From this example, we can see that by observing the data, we can estimate the characteristics of the distribution from which the data was generated. In this case, we assumed that the distribution is a normal distribution, and we wanted to estimate the mean of the distribution.

Now let’s understand more specifically how to estimate the characteristics of this distribution precisely using mathematical methods.

Likelihood function

To discuss the mathematical estimation methods mentioned earlier, let’s talk about the contribution of likelihood from the data.

Figure 2. The height of the dotted lines represents the likelihood contribution of each data point for the orange candidate distribution.

Likelihood is simply the probability that the data we obtained came from this distribution.

To numerically calculate this likelihood, we can multiply the heights (i.e., likelihood contributions) of the data points for the candidate distribution, obtained from each data sample.

Multiplying instead of adding the calculated heights is due to the assumption that all data samples are independent events that occur sequentially.

By calculating this likelihood for all possible candidates and comparing them, we can obtain the probability distribution that best explains the data we obtained.

Mathematically, the likelihood discussed so far can be expressed more formally as follows:

The joint probability density function of the entire sample set as shown below is called the likelihood function.

\[P(x|\theta) = \prod_{k=1}^{n}P(x_k|\theta)\]

It is most reasonable to consider the value of $\theta$ that maximizes the result of the above equation as the estimated value $\hat{\theta}$.

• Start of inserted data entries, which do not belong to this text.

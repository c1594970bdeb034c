//! Integration Test: Sleep Prohibition
//!
//! **Policy**: Production code in the core and the TUI MUST NOT call sleep.
//! Session timing uses `tokio::time::timeout` and cancellation tokens.
//! **Exceptions**: Frame rate limiting in `tui/src/app.rs`, interval ticks.

use architectural_enforcement::{code_part, rust_sources, SourceFile, CORE_SRC, TUI_SRC};

/// Test that production code does not contain sleep() calls
#[test]
fn test_no_sleep_in_production_code() {
    let violations = find_sleep_violations();

    if !violations.is_empty() {
        eprintln!("\nSleep calls found in production code:\n");
        for violation in &violations {
            eprintln!("  {violation}");
        }
        eprintln!("\nAcceptable sleep uses:");
        eprintln!("  - Frame rate limiting in the TUI render loop");
        eprintln!("  - Periodic tasks using tokio::time::interval()");
        eprintln!("\nUse tokio::time::timeout, a Notify or a CancellationToken instead.");

        panic!(
            "\nFound {} sleep violation(s) in production code.",
            violations.len()
        );
    }
}

fn find_sleep_violations() -> Vec<String> {
    let mut violations = Vec::new();

    for file in rust_sources(TUI_SRC) {
        check_file(&file, &mut violations, &SleepPolicy { allow_frame_limiting: true });
    }

    // Tests in the core use paused time, so no exception there either
    for file in rust_sources(CORE_SRC) {
        check_file(&file, &mut violations, &SleepPolicy { allow_frame_limiting: false });
    }

    violations
}

struct SleepPolicy {
    allow_frame_limiting: bool,
}

fn check_file(file: &SourceFile, violations: &mut Vec<String>, policy: &SleepPolicy) {
    let lines = file.lines();
    let path = file.display_path();

    for (idx, line) in lines.iter().enumerate() {
        let code = code_part(line);
        if !code.contains("::sleep(") && !code.contains(".sleep(") {
            continue;
        }

        if policy.allow_frame_limiting
            && path == "tui/src/app.rs"
            && is_frame_limiting_context(&lines, idx)
        {
            continue;
        }

        if is_interval_pattern(&lines, idx) {
            continue;
        }

        violations.push(format!("{}:{} - {}", path, idx + 1, line.trim()));
    }
}

/// Check if sleep is used for frame rate limiting
fn is_frame_limiting_context(lines: &[&str], current_idx: usize) -> bool {
    let context_range = current_idx.saturating_sub(10)..std::cmp::min(current_idx + 5, lines.len());

    lines[context_range].iter().any(|line| {
        let line = line.to_lowercase();
        line.contains("frame") || line.contains("fps") || line.contains("tick_rate")
    })
}

/// Check if this is the tokio::time::interval pattern
fn is_interval_pattern(lines: &[&str], current_idx: usize) -> bool {
    let back = current_idx.saturating_sub(20)..current_idx;
    if lines[back]
        .iter()
        .any(|l| l.contains("interval.tick()") || l.contains("tokio::time::interval"))
    {
        return true;
    }

    let forward = current_idx..std::cmp::min(current_idx + 5, lines.len());
    lines[forward].iter().any(|l| l.contains("interval.tick()"))
}

#[cfg(test)]
mod tests {
    use super::*;

    #[test]
    fn test_frame_limiting_detection() {
        let code = vec![
            "async fn run(&mut self) {",
            "    let frame_duration = Duration::from_millis(50);",
            "    loop {",
            "        self.render();",
            "        tokio::time::sleep(frame_duration).await;",
            "    }",
            "}",
        ];
        assert!(is_frame_limiting_context(&code, 4));
    }

    #[test]
    fn test_plain_sleep_is_not_frame_limiting() {
        let code = vec![
            "async fn wait_for_agent(&self) {",
            "    tokio::time::sleep(Duration::from_secs(20)).await;",
            "}",
        ];
        assert!(!is_frame_limiting_context(&code, 1));
        assert!(!is_interval_pattern(&code, 1));
    }

    #[test]
    fn test_interval_detection() {
        let code = vec![
            "let mut interval = tokio::time::interval(period);",
            "loop {",
            "    interval.tick().await;",
            "    std::thread::sleep(d);",
            "}",
        ];
        assert!(is_interval_pattern(&code, 3));
    }
}
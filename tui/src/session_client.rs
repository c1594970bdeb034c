//! Session Client
//!
//! Thin wrapper around the [`SessionController`] for TUI integration.
//! The controller runs in-process; this client owns its message channel and
//! gives the render loop a non-blocking way to drain it.
//!
//! # Architecture
//!
//! The TUI is a "thin client" - it doesn't contain any session logic.
//! Its job is:
//! 1. Convert key presses to controller calls
//! 2. Receive [`SessionMessage`]s
//! 3. Fold them into the display state and render

use std::sync::Arc;

use tokio::sync::mpsc;

use agent_core::room::{InProcessRoom, RoomTransport, TrackSource};
use agent_core::{
    AppConfig, SessionController, SessionMessage, SessionOptions, SessionState, TokenSource,
};

/// Controller-to-surface channel depth
const CHANNEL_CAPACITY: usize = 100;

/// Client for driving the embedded session controller
pub struct SessionClient<R: RoomTransport = InProcessRoom> {
    controller: SessionController<R>,
    rx: mpsc::Receiver<SessionMessage>,
}

impl<R: RoomTransport> SessionClient<R> {
    /// Create a client with default session options
    pub fn new(room: Arc<R>, tokens: Arc<dyn TokenSource>, config: Arc<AppConfig>) -> Self {
        Self::with_options(room, tokens, config, SessionOptions::default())
    }

    /// Create a client with explicit session options
    pub fn with_options(
        room: Arc<R>,
        tokens: Arc<dyn TokenSource>,
        config: Arc<AppConfig>,
        options: SessionOptions,
    ) -> Self {
        let (tx, rx) = mpsc::channel(CHANNEL_CAPACITY);
        let controller = SessionController::with_options(room, tokens, config, tx, options);
        Self { controller, rx }
    }

    /// Start a session; `false` if one is already running
    pub fn start(&self) -> bool {
        self.controller.start()
    }

    /// End the session
    pub fn end(&self) {
        self.controller.end();
    }

    /// Request a capture source change
    pub fn toggle(&self, source: TrackSource, enabled: bool) {
        self.controller.toggle_track(source, enabled);
    }

    /// Send a chat message; `false` if not connected or blank
    pub fn send_chat(&self, text: impl Into<String>) -> bool {
        self.controller.send_chat(text)
    }

    /// Wait for the next message
    pub async fn recv(&mut self) -> Option<SessionMessage> {
        self.rx.recv().await
    }

    /// Receive all pending messages (non-blocking)
    pub fn recv_all(&mut self) -> Vec<SessionMessage> {
        let mut messages = Vec::new();
        while let Ok(msg) = self.rx.try_recv() {
            messages.push(msg);
        }
        messages
    }

    /// Current lifecycle state
    pub fn state(&self) -> SessionState {
        self.controller.state()
    }

    /// The room the controller drives
    pub fn room(&self) -> &Arc<R> {
        self.controller.room()
    }

    /// Disconnect and stop all session tasks
    pub async fn shutdown(&self) {
        self.controller.shutdown().await;
    }
}
//! Integration Test: Blocking I/O Prohibition
//!
//! **Policy**: Async production code in the core and the TUI MUST NOT use
//! blocking I/O. Use `tokio::fs`, `tokio::net` and `reqwest` (async), not
//! `std::fs`, `std::net` or `reqwest::blocking`.
//! **Exceptions**: Non-async functions (such as log file setup) and tests.

use architectural_enforcement::{code_part, rust_sources, SourceFile, CORE_SRC, TUI_SRC};

/// Test that production code does not use blocking I/O
#[test]
fn test_no_blocking_io_in_production_code() {
    let violations: Vec<String> = [CORE_SRC, TUI_SRC]
        .into_iter()
        .flat_map(rust_sources)
        .flat_map(|file| check_file(&file))
        .collect();

    if !violations.is_empty() {
        eprintln!("\nBlocking I/O calls found in production code:\n");
        for violation in &violations {
            eprintln!("  {violation}");
        }
        eprintln!("\nRequired async I/O:");
        eprintln!("  - tokio::fs::read_to_string().await, tokio::fs::write().await");
        eprintln!("  - tokio::net::TcpStream::connect().await");
        eprintln!("  - reqwest::Client (async)");

        panic!(
            "\nFound {} blocking I/O violation(s) in production code.",
            violations.len()
        );
    }
}

fn check_file(file: &SourceFile) -> Vec<String> {
    let lines = file.lines();
    let path = file.display_path();
    let mut violations = Vec::new();

    for (idx, line) in lines.iter().enumerate() {
        if is_in_test_function(&lines, idx) || is_in_non_async_function(&lines, idx) {
            continue;
        }

        let code = code_part(line);
        let kind = if code.contains("std::fs::") || code.contains("use std::fs") {
            Some("Blocking file I/O")
        } else if code.contains("std::net::") || code.contains("use std::net") {
            Some("Blocking network I/O")
        } else if code.contains("std::process::Command") {
            Some("Blocking process I/O")
        } else if code.contains("reqwest::blocking") {
            Some("Blocking HTTP client")
        } else if (code.contains("std::io::stdin()") || code.contains("std::io::stdout()"))
            && is_in_async_function(&lines, idx)
        {
            Some("Blocking stdin/stdout in async")
        } else {
            None
        };

        if let Some(kind) = kind {
            violations.push(format!("{}:{} - {}: {}", path, idx + 1, kind, line.trim()));
        }
    }
    violations
}

/// Check if line is inside a test function
fn is_in_test_function(lines: &[&str], current_idx: usize) -> bool {
    let mut found_fn_idx = None;
    for i in (0..current_idx).rev() {
        let line = lines[i].trim();

        if line.starts_with("fn ") || line.contains(" fn ") {
            found_fn_idx = Some(i);
            break;
        }

        // Stop at module boundaries
        if line.starts_with("mod ") || (line.starts_with("impl ") && line.contains('{')) {
            return false;
        }
    }

    let Some(fn_idx) = found_fn_idx else {
        return false;
    };
    for i in (0..fn_idx).rev() {
        let line = lines[i].trim();

        if line.starts_with("#[test]")
            || line.starts_with("#[tokio::test")
            || line.starts_with("#[cfg(test)]")
        {
            return true;
        }

        if line.starts_with("fn ") || line.starts_with("mod ") || line.starts_with("impl ") {
            break;
        }
    }
    false
}

/// Check if line is inside an async function
fn is_in_async_function(lines: &[&str], current_idx: usize) -> bool {
    for i in (0..current_idx).rev() {
        let line = lines[i].trim();

        if line.contains("async fn ") {
            return true;
        }
        if line.starts_with("fn ") {
            return false;
        }
        if line.starts_with("mod ") || (line.starts_with("impl ") && line.contains('{')) {
            return false;
        }
    }
    false
}

/// Check if line is inside a private non-async function
fn is_in_non_async_function(lines: &[&str], current_idx: usize) -> bool {
    for i in (0..current_idx).rev() {
        let line = lines[i].trim();

        if line.starts_with("fn ") && !line.contains("async") {
            return true;
        }
        if line.contains("async fn ") {
            return false;
        }
        if line.starts_with("mod ") || (line.starts_with("impl ") && line.contains('{')) {
            return false;
        }
    }
    false
}

#[cfg(test)]
mod tests {
    use super::*;

    #[test]
    fn test_blocking_io_detection() {
        let code = vec![
            "async fn load(&self) {",
            "    let contents = std::fs::read_to_string(\"app.toml\")?;",
            "}",
        ];
        assert!(is_in_async_function(&code, 1));
        assert!(!is_in_non_async_function(&code, 1));
    }

    #[test]
    fn test_non_async_function_detection() {
        let code = vec![
            "fn init_logging() -> Option<PathBuf> {",
            "    std::fs::create_dir_all(&dir).ok()?;",
            "}",
        ];
        assert!(is_in_non_async_function(&code, 1));
    }

    #[test]
    fn test_test_function_detection() {
        let code = vec![
            "#[test]",
            "fn test_something() {",
            "    let contents = std::fs::read_to_string(\"test.txt\")?;",
            "}",
        ];
        assert!(is_in_test_function(&code, 2));
    }
}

The likelihood function is often used in the form of the log-likelihood function $L(\theta | x)$ as shown below, using the natural logarithm for convenience in calculations.

\[L(\theta| x) = \log P(x|\theta) = \sum_{i=1}^{n}\log P(x_i | \theta)\]

Method to find the maximum value of the likelihood function

In the end, Maximum Likelihood Estimation can be considered as a method to find the maximum value of the likelihood function.

Since the logarithm function is a monotonically increasing function, finding the maximum value of the likelihood function is equivalent to finding the maximum value of the log-likelihood function, and both cases have the same input values for the function’s domain.

Therefore, it is common to find the maximum value of the log-likelihood for convenience in calculations.

The most common method to find the maximum value of a function is to use derivative coefficients.

In other words, by partial differentiating with respect to the parameter $\theta$ we want to find, and finding the value of $\theta$ that makes the derivative equal to 0, we can find the $\theta$ that maximizes the likelihood function.

\[\frac{\partial}{\partial \theta}L(\theta|x) = \frac{\partial}{\partial \theta}\log P(x|\theta) = \sum_{i=1}^{n}\frac{\partial}{\partial\theta}\log P(x_i|\theta) = 0\]

A more complex example of Maximum Likelihood Estimation (Estimation of population mean and population variance)

Let’s consider estimating the population mean $\mu$ and population variance $\sigma^2$ of a normal distribution when we have a sample $x_1, x_2, \cdots, x_n$ extracted from it. As you may already know, the estimated value of the population mean using the sample is given by:

\[\hat{\mu} = \frac{1}{n}\sum_{i=1}^{n}x_i\]

and the estimated value of the population variance is given by:

\[\hat{\sigma}^2 = \frac{1}{n}\sum_{i=1}^{n}\left(x_i-\mu\right)^2\]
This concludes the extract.